- Born: June 12, 1960 (age 65)
- Education: University of Florida University of New Haven
- Occupation: Meteorologist
- Spouse: Jim Dolan (divorced)
- Children: Colleen Dolan, Paul Dolan

= Linda Church =

American meteorologist (born 1960)

Linda Church (born June 12, 1960) is a former morning weather anchor for the WPIX (New York) PIX11, formerly WB11 & CW11, Morning News since its debut in June 2000 until her retirement in January 2017.
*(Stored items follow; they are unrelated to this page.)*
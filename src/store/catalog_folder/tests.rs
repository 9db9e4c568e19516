// SPDX-FileCopyrightText: 2026 Bruno Meilick
// SPDX-License-Identifier: LicenseRef-OpenDAM-Proprietary
//
// All rights reserved.
//
// This file is part of Open DAM and is proprietary software.
// Unauthorized copying, modification, or distribution is prohibited.

use rstest::{fixture, rstest};
use serde_json::json;
use tempfile::TempDir;

use super::{CatalogFolder, StoreError, WriteDurability, CATALOG_FORMAT_VERSION};
use crate::config::DamConfig;
use crate::model::fixtures::sample_catalog;
use crate::model::{Catalog, IntegrityError, Remote};

struct CatalogFolderTestCtx {
    tmp: TempDir,
    folder: CatalogFolder,
}

impl CatalogFolderTestCtx {
    fn new() -> Self {
        let tmp = tempfile::tempdir().expect("tempdir");
        let folder = CatalogFolder::new(tmp.path().join("my-catalog"));
        Self { tmp, folder }
    }

    fn write_snapshot(&self, value: serde_json::Value) {
        std::fs::create_dir_all(self.folder.dam_dir()).expect("create .dam");
        std::fs::write(
            self.folder.catalog_path(),
            serde_json::to_string_pretty(&value).expect("json"),
        )
        .expect("write snapshot");
    }
}

#[fixture]
fn ctx() -> CatalogFolderTestCtx {
    CatalogFolderTestCtx::new()
}

#[rstest]
fn save_then_load_returns_an_equal_catalog(ctx: CatalogFolderTestCtx) {
    let mut sample = sample_catalog();
    sample
        .catalog
        .set_remote(Some(Remote::new("ssh://nas/photos")));

    ctx.folder.save(&sample.catalog).expect("save");
    let loaded = ctx.folder.load().expect("load");

    assert_eq!(loaded, sample.catalog);
    assert_eq!(loaded.rev(), sample.catalog.rev());
    assert_eq!(loaded.next_id(), sample.catalog.next_id());
}

#[rstest]
fn snapshot_uses_tagged_children_and_type_field(ctx: CatalogFolderTestCtx) {
    let sample = sample_catalog();
    ctx.folder.save(&sample.catalog).expect("save");

    let raw = std::fs::read_to_string(ctx.folder.catalog_path()).expect("read");
    assert!(raw.ends_with('\n'));
    let value: serde_json::Value = serde_json::from_str(&raw).expect("json");

    assert_eq!(value["version"], json!(CATALOG_FORMAT_VERSION));
    assert_eq!(value["children"], json!([sample.root.as_str()]));
    assert_eq!(
        value["locations"][0]["children"],
        json!([
            { "location": sample.docs.as_str() },
            { "location": sample.photos.as_str() },
        ])
    );
    assert_eq!(value["locations"][0]["parent"], json!(null));
    assert_eq!(value["files"][0]["type"], json!("text"));
    assert_eq!(
        value["collections"][0]["locations"],
        json!([sample.docs.as_str()])
    );
}

#[rstest]
fn init_creates_an_empty_catalog_once(ctx: CatalogFolderTestCtx) {
    assert!(!ctx.folder.is_initialized());

    let catalog = ctx
        .folder
        .init(Some(Remote::new("s3://bucket")))
        .expect("init");
    assert!(ctx.folder.is_initialized());
    assert_eq!(catalog.remote().map(Remote::as_str), Some("s3://bucket"));

    let err = ctx.folder.init(None).expect_err("second init");
    assert!(matches!(err, StoreError::AlreadyInitialized { .. }));

    let loaded = ctx.folder.load_or_init().expect("load_or_init");
    assert_eq!(loaded, catalog);
}

#[rstest]
fn load_or_init_initializes_a_fresh_folder(ctx: CatalogFolderTestCtx) {
    let catalog = ctx.folder.load_or_init().expect("load_or_init");
    assert_eq!(catalog, Catalog::default());
    assert!(ctx.folder.is_initialized());
}

#[rstest]
fn load_without_snapshot_is_an_io_error(ctx: CatalogFolderTestCtx) {
    let err = ctx.folder.load().expect_err("missing snapshot");
    assert!(matches!(err, StoreError::Io { .. }));
}

#[rstest]
fn load_rejects_unsupported_version(ctx: CatalogFolderTestCtx) {
    ctx.write_snapshot(json!({ "version": 99 }));
    let err = ctx.folder.load().expect_err("version");
    assert!(matches!(err, StoreError::UnsupportedVersion { version: 99, .. }));
}

#[rstest]
fn load_rejects_malformed_json(ctx: CatalogFolderTestCtx) {
    std::fs::create_dir_all(ctx.folder.dam_dir()).expect("create .dam");
    std::fs::write(ctx.folder.catalog_path(), "{ not json").expect("write");
    let err = ctx.folder.load().expect_err("malformed");
    assert!(matches!(err, StoreError::Json { .. }));
}

#[rstest]
fn load_rejects_invalid_ids(ctx: CatalogFolderTestCtx) {
    ctx.write_snapshot(json!({
        "version": 1,
        "children": ["a/b"],
    }));
    let err = ctx.folder.load().expect_err("invalid id");
    assert!(matches!(
        err,
        StoreError::InvalidId {
            field: "children[]",
            ..
        }
    ));
}

#[rstest]
fn load_rejects_file_with_missing_parent(ctx: CatalogFolderTestCtx) {
    ctx.write_snapshot(json!({
        "version": 1,
        "files": [
            { "file_id": "file:1", "name": "x.txt", "parent": "loc:9", "type": "text" }
        ],
    }));
    let err = ctx.folder.load().expect_err("dangling parent");
    assert!(matches!(err, StoreError::Integrity { .. }));
}

#[rstest]
fn load_rejects_parent_cycles(ctx: CatalogFolderTestCtx) {
    ctx.write_snapshot(json!({
        "version": 1,
        "locations": [
            { "location_id": "loc:1", "name": "a", "parent": "loc:2",
              "children": [{ "location": "loc:2" }] },
            { "location_id": "loc:2", "name": "b", "parent": "loc:1",
              "children": [{ "location": "loc:1" }] }
        ],
    }));
    let err = ctx.folder.load().expect_err("cycle");
    assert!(matches!(
        err,
        StoreError::Integrity {
            source: IntegrityError::Unreachable { .. },
            ..
        }
    ));
}

#[rstest]
fn load_rejects_duplicate_collection_members(ctx: CatalogFolderTestCtx) {
    ctx.write_snapshot(json!({
        "version": 1,
        "children": ["loc:1"],
        "locations": [{ "location_id": "loc:1", "name": "root" }],
        "collections": [
            { "collection_id": "col:2", "name": "fav", "locations": ["loc:1", "loc:1"] }
        ],
    }));
    let err = ctx.folder.load().expect_err("duplicate member");
    assert!(matches!(
        err,
        StoreError::Integrity {
            source: IntegrityError::DuplicateMember { .. },
            ..
        }
    ));
}

#[rstest]
fn load_rejects_duplicate_ids(ctx: CatalogFolderTestCtx) {
    ctx.write_snapshot(json!({
        "version": 1,
        "children": ["loc:1"],
        "locations": [
            { "location_id": "loc:1", "name": "root" },
            { "location_id": "loc:1", "name": "again" }
        ],
    }));
    let err = ctx.folder.load().expect_err("duplicate id");
    assert!(matches!(err, StoreError::DuplicateId { .. }));
}

#[rstest]
fn load_rejects_ids_shared_across_kinds(ctx: CatalogFolderTestCtx) {
    ctx.write_snapshot(json!({
        "version": 1,
        "children": ["loc:1"],
        "locations": [
            { "location_id": "loc:1", "name": "root", "children": [{ "file": "loc:1" }] }
        ],
        "files": [
            { "file_id": "loc:1", "name": "shadow.txt", "parent": "loc:1", "type": "text" }
        ],
    }));
    let err = ctx.folder.load().expect_err("shared id");
    assert!(matches!(
        err,
        StoreError::DuplicateId {
            field: "files[].file_id",
            ..
        }
    ));
}

#[rstest]
fn failed_temp_write_leaves_no_temp_file(ctx: CatalogFolderTestCtx) {
    std::fs::create_dir_all(ctx.folder.dam_dir()).expect("create .dam");
    let tmp_path = ctx.folder.dam_dir().join(".opendam.tmp.catalog.json.1");
    std::fs::write(&tmp_path, "partial").expect("write temp");

    let err = super::discard_tmp_on_error(
        &tmp_path,
        Err(std::io::Error::new(std::io::ErrorKind::Other, "fsync failed")),
    )
    .expect_err("write error");

    assert!(matches!(err, StoreError::Io { ref path, .. } if path == &tmp_path));
    assert!(!tmp_path.exists());
    assert!(super::discard_tmp_on_error(&tmp_path, Ok(())).is_ok());
}

#[rstest]
#[case(WriteDurability::BestEffort)]
#[case(WriteDurability::Durable)]
fn save_overwrites_atomically(ctx: CatalogFolderTestCtx, #[case] durability: WriteDurability) {
    let folder = ctx.folder.clone().with_durability(durability);
    let mut sample = sample_catalog();

    folder.save(&sample.catalog).expect("first save");
    sample
        .catalog
        .create_location("archive", crate::model::ParentRef::Catalog)
        .expect("archive");
    folder.save(&sample.catalog).expect("second save");

    assert_eq!(folder.load().expect("load"), sample.catalog);

    let leftovers = std::fs::read_dir(folder.dam_dir())
        .expect("read_dir")
        .filter_map(Result::ok)
        .filter(|entry| entry.file_name().to_string_lossy().starts_with(".opendam.tmp."))
        .count();
    assert_eq!(leftovers, 0);
}

#[cfg(unix)]
#[rstest]
fn save_refuses_symlinked_snapshot(ctx: CatalogFolderTestCtx) {
    let outside = ctx.tmp.path().join("outside.json");
    std::fs::write(&outside, "{}").expect("write outside");
    std::fs::create_dir_all(ctx.folder.dam_dir()).expect("create .dam");
    std::os::unix::fs::symlink(&outside, ctx.folder.catalog_path()).expect("symlink");

    let err = ctx
        .folder
        .save(&Catalog::default())
        .expect_err("symlink refused");
    assert!(matches!(err, StoreError::SymlinkRefused { .. }));
    assert_eq!(std::fs::read_to_string(&outside).expect("read"), "{}");
}

#[cfg(unix)]
#[rstest]
fn save_refuses_symlinked_dam_dir(ctx: CatalogFolderTestCtx) {
    let outside = ctx.tmp.path().join("elsewhere");
    std::fs::create_dir_all(&outside).expect("create outside");
    std::fs::create_dir_all(ctx.folder.root()).expect("create root");
    std::os::unix::fs::symlink(&outside, ctx.folder.dam_dir()).expect("symlink");

    let err = ctx
        .folder
        .save(&Catalog::default())
        .expect_err("symlink refused");
    assert!(matches!(err, StoreError::SymlinkRefused { .. }));
}

#[rstest]
fn config_defaults_when_missing_and_round_trips(ctx: CatalogFolderTestCtx) {
    assert_eq!(ctx.folder.load_config().expect("default"), DamConfig::default());

    let mut config = DamConfig::default();
    config.durability = WriteDurability::Durable;
    config.import.include_hidden = true;
    config.import.max_depth = Some(3);
    ctx.folder.save_config(&config).expect("save config");

    assert_eq!(ctx.folder.load_config().expect("load config"), config);

    let folder = CatalogFolder::from_config(ctx.folder.root(), &config);
    assert_eq!(folder.durability(), WriteDurability::Durable);
}

#[rstest]
fn config_rejects_unknown_fields(ctx: CatalogFolderTestCtx) {
    std::fs::create_dir_all(ctx.folder.dam_dir()).expect("create .dam");
    std::fs::write(ctx.folder.config_path(), r#"{ "durablity": "durable" }"#).expect("write");

    let err = ctx.folder.load_config().expect_err("unknown field");
    assert!(matches!(err, StoreError::Json { .. }));
}
// SPDX-FileCopyrightText: 2026 Bruno Meilick
// SPDX-License-Identifier: LicenseRef-OpenDAM-Proprietary
//
// All rights reserved.
//
// This file is part of Open DAM and is proprietary software.
// Unauthorized copying, modification, or distribution is prohibited.

//! Open DAM: an in-memory catalog of locations, files and collections.
//!
//! The [`model`] holds the id-linked catalog tables, [`ops`] mutates them with validation,
//! [`query`] derives read-only views, [`store`] persists catalogs in a `.dam/` folder and
//! [`import`] mirrors directories from disk.

pub mod config;
pub mod import;
pub mod model;
pub mod ops;
pub mod query;
pub mod store;

pub use config::DamConfig;
pub use model::{Catalog, EntityId, FileKind, LocationId, Meta, ParentRef};
pub use ops::{apply_ops, CatalogError, Op};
Church is a former WPIX weekend weather anchor from 1990 to 1996. From 1987 to 1990 Church worked for WNBC (New York). Church served as the noon weather anchor at WCBS (New York). Church also co-hosted the show Summer Fun for Kids with former WPIX colleague Mat Garcia in June 2003 and with Craig Treadway in July 2007.

==Early career==
Church began her career in Gainesville, Florida, and went on to work for stations in Cleveland, New Haven, and Charleston.

==Retirement==
On January 20, 2017, Church announced her retirement from the station.

==Awards==
- National Academy of Television Arts & Sciences (Emmy Awards)
- Best Morning News Show (WB11 Morning News) – 2000, 2004

==Background==
Church attended the University of Florida as an undergraduate and the University of New Haven for graduate studies. She has a seal from the American Meteorological Society.